[[ Provided records open ]]
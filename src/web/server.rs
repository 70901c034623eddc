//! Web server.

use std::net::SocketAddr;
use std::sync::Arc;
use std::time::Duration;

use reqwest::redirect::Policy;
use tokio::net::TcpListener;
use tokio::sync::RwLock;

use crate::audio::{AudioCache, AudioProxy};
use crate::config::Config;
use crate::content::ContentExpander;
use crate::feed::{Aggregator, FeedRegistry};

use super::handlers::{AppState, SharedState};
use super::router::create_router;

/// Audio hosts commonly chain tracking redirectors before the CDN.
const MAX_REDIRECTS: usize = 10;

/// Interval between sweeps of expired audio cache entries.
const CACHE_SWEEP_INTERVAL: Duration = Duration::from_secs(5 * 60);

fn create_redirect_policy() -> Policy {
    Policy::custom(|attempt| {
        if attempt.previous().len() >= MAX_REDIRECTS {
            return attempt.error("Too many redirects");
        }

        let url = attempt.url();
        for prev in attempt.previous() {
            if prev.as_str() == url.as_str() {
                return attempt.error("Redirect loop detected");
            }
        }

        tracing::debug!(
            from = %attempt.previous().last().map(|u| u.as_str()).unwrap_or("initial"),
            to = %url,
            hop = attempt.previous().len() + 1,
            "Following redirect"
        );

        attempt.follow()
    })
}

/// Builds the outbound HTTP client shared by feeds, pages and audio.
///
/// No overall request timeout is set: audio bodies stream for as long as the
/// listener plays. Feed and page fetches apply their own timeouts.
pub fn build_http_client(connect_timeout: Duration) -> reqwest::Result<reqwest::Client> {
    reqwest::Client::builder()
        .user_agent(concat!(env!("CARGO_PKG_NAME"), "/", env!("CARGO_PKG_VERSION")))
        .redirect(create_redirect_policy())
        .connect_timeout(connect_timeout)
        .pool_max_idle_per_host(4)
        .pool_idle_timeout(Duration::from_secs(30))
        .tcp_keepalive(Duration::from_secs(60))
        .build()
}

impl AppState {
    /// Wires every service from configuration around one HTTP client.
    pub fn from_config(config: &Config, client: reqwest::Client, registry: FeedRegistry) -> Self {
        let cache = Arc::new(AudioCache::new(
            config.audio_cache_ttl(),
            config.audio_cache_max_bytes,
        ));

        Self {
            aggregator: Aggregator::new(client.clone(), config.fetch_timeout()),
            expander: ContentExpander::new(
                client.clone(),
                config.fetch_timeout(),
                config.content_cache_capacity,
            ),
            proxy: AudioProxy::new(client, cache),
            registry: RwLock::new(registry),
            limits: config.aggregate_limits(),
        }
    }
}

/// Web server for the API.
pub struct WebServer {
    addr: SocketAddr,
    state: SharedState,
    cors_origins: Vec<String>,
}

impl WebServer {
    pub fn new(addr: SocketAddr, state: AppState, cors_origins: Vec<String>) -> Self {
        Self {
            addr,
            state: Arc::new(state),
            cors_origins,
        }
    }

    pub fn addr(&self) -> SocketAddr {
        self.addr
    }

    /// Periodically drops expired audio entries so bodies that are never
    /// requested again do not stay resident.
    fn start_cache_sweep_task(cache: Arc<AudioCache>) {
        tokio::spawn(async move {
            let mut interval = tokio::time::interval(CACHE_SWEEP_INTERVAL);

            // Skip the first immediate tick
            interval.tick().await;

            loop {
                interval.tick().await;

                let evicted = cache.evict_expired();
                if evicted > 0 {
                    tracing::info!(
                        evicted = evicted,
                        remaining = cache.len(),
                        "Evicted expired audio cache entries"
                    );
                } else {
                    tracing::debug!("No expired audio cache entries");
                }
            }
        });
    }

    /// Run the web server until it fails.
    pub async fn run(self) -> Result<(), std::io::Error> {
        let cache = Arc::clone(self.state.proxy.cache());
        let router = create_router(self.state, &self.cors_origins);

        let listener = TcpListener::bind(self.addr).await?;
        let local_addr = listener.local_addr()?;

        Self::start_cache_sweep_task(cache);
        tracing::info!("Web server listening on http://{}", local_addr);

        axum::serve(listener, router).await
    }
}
[[ Provided records closed ]]
[[ Provided records open ]]
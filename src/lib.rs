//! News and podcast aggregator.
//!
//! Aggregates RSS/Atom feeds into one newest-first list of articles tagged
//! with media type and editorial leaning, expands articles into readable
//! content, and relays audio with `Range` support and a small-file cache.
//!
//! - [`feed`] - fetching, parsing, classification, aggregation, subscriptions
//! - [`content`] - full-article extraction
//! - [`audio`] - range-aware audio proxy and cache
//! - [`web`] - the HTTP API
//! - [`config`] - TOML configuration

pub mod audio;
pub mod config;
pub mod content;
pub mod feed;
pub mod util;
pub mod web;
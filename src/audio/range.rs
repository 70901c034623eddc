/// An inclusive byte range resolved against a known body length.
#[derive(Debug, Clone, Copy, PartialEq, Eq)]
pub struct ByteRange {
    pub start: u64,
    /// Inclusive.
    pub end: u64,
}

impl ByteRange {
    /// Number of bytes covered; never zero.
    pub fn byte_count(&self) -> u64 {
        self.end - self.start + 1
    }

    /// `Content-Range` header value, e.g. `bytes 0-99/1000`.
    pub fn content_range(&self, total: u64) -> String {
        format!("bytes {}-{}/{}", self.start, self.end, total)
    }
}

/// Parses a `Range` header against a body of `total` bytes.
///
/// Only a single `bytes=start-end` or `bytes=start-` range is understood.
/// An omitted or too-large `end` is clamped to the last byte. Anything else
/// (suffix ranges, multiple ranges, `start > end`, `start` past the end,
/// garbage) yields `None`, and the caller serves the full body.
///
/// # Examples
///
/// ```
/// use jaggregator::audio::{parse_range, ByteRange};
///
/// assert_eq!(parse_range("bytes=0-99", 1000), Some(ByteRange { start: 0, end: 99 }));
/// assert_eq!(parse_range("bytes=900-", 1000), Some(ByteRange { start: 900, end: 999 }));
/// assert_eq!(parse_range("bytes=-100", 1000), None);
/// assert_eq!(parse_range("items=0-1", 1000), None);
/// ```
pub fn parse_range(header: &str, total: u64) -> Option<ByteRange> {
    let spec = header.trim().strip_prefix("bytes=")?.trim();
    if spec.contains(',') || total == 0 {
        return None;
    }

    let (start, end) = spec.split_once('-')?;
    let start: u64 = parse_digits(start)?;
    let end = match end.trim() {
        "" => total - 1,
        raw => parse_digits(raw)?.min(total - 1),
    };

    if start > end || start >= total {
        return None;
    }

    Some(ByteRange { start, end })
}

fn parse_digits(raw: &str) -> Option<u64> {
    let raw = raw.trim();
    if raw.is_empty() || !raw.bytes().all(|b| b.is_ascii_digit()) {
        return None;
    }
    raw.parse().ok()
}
[[ Provided records closed ]]
Over all the entries, say how many lines hold the string "never". The reply is the number alone.

◆ Exercise result
2